Ese escenario explica también la tranquilidad que se vive actualmente en el Barça. El club tiene claro que necesita reforzar la posición de delantero centro, pero no quiere precipitarse. Julián Álvarez sigue siendo el gran objetivo, aunque dentro de la entidad son conscientes de que la operación se ha ido complicando con el paso de los días. Aun así, el contacto con su entorno continúa y la intención sigue siendo cocinar la operación con paciencia mientras, como es lógico, la dirección deportiva mantiene abiertas otras alternativas por si finalmente fuera necesario cambiar de rumbo.

La discreción, completamente clave

A esa pausa también se han sumado las circunstancias de las últimas semanas. Joan Laporta evoluciona favorablemente tras el episodio de arritmia que sufrió recientemente y Deco ha permanecido unos días fuera de Barcelona por motivos personales antes de incorporarse a la gira de pretemporada en Inglaterra. Nada de ello ha cambiado la hoja de ruta del club, que sigue trabajando con discreción y sin la necesidad de generar ruido alrededor de cada movimiento.

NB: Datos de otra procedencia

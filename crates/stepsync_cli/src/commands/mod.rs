//! CLI command implementations.

pub mod dump;
pub mod reset;
pub mod simulate;

use stepsync_protocol::DocId;

/// Parses a document id given on the command line.
pub(crate) fn parse_doc(raw: &str) -> Result<DocId, Box<dyn std::error::Error>> {
    Ok(DocId::new(raw)?)
}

De hecho, ese ha sido uno de los cambios más evidentes del Barça en los últimos mercados. El fichaje de Anthony Gordon se cerró prácticamente de un día para otro tras un viaje de Deco a Londres. Apenas trascendieron detalles de aquella operación hasta que estaba muy avanzada. Algo parecido ocurrió con Julián Álvarez. La reunión con el entorno del delantero sí salió a la luz, pero lejos de hacer ruido por hacerlo, el Barça siguió trabajando con absoluta discreción y, apenas un día después, presentó una oferta de 100 millones de euros. Esa forma de actuar es la que el club pretende mantener también ahora, convencido de que la calma puede ser igual de efectiva que el ruido.

Semanas clave

Por eso, en el Barça no preocupa especialmente la aparente falta de actividad. Al contrario. Consideran que la discreción se ha convertido en una de sus principales fortalezas y no tienen intención de cambiar una fórmula que les ha dado buenos resultados. Es verdad que la operación Julián es hoy más complicada que hace unas semanas y dentro del club nadie lo esconde. Pero también creen que el mercado todavía puede dar muchos giros y prefieren esperar al momento adecuado antes que precipitar decisiones.

El compás de espera no significa que el Barça haya dejado de moverse. Simplemente, considera que todavía no ha llegado el momento de hacerlo a la vista de todos. Cuando llegue la fase decisiva del mercado, el club espera volver a irrumpir con la misma discreción con la que ha trabajado durante los últimos meses.